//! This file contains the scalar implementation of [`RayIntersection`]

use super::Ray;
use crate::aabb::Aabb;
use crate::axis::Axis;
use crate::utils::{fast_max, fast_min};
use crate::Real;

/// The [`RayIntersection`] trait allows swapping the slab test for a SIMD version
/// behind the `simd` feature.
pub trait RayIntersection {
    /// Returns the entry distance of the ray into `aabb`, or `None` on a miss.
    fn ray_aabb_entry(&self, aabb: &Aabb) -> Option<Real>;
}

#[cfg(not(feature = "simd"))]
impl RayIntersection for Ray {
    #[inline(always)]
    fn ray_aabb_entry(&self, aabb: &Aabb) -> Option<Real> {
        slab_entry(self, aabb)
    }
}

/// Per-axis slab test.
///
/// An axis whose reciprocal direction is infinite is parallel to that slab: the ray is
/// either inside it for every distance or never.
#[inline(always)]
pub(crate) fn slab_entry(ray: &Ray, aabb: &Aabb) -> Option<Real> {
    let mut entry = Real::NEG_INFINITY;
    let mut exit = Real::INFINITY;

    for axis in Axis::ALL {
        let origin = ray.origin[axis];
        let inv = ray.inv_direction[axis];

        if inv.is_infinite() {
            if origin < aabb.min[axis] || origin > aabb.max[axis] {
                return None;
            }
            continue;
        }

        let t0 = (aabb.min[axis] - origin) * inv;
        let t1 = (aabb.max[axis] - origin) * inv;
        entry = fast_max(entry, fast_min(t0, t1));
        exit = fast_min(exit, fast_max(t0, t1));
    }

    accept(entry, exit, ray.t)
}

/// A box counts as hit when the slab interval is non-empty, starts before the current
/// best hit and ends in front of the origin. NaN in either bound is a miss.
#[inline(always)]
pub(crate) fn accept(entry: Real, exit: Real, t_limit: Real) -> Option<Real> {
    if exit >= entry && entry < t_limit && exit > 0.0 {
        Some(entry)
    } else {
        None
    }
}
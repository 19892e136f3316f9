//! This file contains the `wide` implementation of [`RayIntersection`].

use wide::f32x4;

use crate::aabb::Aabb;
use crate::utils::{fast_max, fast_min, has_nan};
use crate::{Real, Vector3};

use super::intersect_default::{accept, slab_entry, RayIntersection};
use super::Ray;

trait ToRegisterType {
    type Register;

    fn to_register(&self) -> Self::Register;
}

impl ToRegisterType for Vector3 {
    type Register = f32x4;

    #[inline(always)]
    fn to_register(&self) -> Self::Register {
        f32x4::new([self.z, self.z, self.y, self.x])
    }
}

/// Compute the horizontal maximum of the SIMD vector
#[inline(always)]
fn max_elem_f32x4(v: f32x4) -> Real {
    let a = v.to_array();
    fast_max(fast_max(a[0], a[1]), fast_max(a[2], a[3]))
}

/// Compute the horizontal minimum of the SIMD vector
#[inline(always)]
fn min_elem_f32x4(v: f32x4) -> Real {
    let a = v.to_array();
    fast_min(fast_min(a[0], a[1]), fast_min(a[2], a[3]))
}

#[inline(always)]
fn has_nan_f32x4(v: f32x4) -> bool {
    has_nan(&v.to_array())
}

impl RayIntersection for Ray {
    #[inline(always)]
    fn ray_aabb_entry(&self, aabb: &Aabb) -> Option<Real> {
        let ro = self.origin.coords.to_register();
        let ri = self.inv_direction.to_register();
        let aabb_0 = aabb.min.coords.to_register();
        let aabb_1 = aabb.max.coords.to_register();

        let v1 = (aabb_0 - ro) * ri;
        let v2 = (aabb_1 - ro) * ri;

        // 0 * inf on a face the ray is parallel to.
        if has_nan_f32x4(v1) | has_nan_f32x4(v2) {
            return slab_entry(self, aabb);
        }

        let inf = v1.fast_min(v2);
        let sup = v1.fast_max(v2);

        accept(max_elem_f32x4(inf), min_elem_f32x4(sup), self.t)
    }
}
####################
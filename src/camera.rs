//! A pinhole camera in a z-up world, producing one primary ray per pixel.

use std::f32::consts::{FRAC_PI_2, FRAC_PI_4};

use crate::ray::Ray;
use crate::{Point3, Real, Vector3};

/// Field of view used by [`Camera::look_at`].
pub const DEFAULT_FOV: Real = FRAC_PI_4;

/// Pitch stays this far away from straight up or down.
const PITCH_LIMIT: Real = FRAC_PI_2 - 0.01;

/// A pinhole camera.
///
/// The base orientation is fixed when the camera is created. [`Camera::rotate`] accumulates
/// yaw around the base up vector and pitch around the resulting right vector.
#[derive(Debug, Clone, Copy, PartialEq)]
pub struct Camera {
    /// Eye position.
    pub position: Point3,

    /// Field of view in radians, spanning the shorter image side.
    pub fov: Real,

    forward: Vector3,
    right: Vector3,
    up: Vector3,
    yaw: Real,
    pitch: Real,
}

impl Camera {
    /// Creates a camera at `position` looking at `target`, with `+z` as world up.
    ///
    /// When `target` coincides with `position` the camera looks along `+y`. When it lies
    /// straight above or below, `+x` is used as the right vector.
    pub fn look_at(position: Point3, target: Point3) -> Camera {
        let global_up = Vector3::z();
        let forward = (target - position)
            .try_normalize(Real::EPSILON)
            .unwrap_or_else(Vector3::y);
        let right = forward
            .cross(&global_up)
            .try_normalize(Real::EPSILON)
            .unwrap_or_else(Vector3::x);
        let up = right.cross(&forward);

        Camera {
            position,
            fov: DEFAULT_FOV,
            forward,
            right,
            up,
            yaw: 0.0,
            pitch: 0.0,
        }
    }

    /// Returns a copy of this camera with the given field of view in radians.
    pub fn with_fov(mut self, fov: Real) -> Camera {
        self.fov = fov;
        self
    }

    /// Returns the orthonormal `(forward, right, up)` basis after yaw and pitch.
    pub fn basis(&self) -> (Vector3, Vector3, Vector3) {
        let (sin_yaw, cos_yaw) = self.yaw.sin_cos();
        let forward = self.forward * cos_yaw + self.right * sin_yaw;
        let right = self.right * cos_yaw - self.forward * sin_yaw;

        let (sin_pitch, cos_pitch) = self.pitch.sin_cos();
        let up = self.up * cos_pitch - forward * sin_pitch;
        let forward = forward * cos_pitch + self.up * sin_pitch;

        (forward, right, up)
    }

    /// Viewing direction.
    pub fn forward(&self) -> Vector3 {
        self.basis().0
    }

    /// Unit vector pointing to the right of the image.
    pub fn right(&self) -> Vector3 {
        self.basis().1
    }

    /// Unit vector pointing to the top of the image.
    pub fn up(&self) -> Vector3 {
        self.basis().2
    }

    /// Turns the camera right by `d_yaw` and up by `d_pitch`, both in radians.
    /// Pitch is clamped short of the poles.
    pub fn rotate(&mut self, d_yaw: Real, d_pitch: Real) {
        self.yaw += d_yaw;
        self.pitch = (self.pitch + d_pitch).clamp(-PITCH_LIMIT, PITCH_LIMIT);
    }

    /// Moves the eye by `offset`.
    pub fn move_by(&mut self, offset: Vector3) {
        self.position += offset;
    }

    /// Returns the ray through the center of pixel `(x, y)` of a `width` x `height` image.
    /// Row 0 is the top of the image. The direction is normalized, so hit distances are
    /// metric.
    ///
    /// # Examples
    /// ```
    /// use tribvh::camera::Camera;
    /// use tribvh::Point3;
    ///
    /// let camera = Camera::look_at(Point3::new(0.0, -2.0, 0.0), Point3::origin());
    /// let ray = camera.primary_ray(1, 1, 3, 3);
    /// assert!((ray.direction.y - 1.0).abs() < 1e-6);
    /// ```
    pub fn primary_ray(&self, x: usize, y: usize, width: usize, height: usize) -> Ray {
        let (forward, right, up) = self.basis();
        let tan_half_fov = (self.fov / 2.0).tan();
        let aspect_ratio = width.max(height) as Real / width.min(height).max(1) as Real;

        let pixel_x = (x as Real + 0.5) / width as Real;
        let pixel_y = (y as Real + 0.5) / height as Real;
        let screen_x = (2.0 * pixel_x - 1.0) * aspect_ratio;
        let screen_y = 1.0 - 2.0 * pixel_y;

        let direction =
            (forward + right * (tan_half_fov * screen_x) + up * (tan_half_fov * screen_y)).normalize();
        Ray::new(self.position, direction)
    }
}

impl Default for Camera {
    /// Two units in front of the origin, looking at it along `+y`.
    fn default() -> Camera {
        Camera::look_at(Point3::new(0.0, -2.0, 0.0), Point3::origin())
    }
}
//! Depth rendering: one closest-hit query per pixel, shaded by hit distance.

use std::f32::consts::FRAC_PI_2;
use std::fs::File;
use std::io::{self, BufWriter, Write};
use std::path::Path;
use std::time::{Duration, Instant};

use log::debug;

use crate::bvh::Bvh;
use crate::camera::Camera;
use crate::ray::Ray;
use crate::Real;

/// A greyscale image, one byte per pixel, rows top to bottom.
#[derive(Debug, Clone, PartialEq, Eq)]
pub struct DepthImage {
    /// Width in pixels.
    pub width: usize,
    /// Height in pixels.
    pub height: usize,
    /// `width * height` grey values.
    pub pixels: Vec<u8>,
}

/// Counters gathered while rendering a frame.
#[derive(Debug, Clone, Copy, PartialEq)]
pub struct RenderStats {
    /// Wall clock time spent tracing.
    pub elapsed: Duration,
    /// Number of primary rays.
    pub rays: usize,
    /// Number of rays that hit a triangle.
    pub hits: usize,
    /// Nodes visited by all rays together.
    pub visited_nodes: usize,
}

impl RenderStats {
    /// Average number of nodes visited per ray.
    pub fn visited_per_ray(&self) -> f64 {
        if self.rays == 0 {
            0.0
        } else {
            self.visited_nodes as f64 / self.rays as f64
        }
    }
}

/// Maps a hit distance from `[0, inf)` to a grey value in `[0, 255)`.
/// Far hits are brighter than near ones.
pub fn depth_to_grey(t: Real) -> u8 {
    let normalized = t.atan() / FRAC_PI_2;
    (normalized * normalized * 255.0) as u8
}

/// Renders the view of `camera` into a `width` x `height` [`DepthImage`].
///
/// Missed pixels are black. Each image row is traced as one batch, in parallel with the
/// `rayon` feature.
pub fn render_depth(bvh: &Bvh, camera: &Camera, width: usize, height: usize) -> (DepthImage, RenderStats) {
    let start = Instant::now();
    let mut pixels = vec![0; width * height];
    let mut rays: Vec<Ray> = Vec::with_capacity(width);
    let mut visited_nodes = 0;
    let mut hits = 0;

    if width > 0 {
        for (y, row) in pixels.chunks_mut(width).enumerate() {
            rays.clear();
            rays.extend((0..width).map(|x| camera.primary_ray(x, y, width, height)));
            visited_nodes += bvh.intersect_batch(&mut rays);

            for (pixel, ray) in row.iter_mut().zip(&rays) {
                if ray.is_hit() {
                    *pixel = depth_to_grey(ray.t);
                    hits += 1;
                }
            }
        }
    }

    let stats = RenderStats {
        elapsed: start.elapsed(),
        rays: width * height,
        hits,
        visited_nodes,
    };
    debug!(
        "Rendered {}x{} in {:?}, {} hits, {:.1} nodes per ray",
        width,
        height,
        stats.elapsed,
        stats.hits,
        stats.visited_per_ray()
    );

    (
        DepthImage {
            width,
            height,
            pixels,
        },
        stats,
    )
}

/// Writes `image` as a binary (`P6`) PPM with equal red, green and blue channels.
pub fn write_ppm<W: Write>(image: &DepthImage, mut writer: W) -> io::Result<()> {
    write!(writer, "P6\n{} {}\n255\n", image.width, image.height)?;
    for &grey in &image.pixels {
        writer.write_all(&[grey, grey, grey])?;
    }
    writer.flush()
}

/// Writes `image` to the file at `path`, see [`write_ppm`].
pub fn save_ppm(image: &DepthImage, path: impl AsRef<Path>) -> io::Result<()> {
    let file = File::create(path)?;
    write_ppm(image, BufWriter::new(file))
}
####################
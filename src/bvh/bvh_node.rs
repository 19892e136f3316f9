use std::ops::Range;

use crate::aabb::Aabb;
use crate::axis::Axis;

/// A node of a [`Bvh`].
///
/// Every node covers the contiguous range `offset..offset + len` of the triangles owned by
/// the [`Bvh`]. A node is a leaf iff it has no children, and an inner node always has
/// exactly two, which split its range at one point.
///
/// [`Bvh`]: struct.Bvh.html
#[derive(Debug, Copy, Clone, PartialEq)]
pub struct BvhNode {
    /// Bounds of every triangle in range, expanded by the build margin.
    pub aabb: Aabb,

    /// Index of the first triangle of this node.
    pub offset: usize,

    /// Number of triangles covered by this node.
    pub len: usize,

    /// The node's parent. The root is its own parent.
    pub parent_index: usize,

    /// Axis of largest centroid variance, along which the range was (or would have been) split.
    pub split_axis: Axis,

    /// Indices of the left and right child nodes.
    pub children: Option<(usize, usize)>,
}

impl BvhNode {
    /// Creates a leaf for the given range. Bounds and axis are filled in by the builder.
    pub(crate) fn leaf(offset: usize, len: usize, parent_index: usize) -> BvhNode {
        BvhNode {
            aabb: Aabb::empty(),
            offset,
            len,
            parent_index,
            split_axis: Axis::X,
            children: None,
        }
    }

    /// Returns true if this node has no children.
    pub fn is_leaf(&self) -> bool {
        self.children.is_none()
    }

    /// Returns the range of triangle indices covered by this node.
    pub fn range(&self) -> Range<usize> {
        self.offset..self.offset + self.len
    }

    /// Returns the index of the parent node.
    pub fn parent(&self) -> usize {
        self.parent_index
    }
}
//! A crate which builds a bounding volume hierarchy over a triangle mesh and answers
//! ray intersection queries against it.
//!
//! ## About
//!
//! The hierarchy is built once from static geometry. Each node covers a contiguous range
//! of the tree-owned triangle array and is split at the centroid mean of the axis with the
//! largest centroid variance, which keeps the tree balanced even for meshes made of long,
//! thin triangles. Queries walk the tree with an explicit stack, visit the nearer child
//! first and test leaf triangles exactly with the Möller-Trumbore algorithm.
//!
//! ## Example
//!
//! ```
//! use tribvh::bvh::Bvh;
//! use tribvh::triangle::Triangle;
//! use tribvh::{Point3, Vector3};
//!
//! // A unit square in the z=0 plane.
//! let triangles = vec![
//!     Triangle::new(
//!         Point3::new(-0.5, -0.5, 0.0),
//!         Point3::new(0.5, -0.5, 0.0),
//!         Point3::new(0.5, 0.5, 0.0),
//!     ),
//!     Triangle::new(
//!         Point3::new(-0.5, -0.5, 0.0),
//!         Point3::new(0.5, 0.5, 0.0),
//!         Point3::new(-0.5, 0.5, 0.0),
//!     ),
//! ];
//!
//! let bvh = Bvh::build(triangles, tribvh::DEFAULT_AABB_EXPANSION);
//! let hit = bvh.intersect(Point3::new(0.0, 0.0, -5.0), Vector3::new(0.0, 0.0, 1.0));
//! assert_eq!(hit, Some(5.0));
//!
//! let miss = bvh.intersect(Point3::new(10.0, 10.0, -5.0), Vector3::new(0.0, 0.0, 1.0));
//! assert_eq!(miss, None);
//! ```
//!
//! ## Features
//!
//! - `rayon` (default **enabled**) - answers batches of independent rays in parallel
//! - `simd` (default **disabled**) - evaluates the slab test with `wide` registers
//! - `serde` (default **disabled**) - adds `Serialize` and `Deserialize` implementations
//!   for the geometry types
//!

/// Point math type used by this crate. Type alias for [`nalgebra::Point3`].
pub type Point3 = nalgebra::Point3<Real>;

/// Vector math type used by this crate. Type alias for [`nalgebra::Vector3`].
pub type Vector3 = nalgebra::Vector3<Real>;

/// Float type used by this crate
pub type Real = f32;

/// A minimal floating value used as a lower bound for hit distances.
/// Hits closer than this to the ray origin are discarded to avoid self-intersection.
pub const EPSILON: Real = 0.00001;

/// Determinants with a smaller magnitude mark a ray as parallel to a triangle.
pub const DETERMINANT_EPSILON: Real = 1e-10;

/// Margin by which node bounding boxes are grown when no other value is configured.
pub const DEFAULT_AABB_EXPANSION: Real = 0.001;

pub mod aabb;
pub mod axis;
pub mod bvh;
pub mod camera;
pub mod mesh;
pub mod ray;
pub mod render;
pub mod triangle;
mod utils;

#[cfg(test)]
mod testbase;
####################
About this exercise → Using the records above, copy word for word the line with "return None;", the line with "before the current", and every line between them.

Written response →
                return None;
            }
            continue;
        }

        let t0 = (aabb.min[axis] - origin) * inv;
        let t1 = (aabb.max[axis] - origin) * inv;
        entry = fast_max(entry, fast_min(t0, t1));
        exit = fast_min(exit, fast_max(t0, t1));
    }

    accept(entry, exit, ray.t)
}

/// A box counts as hit when the slab interval is non-empty, starts before the current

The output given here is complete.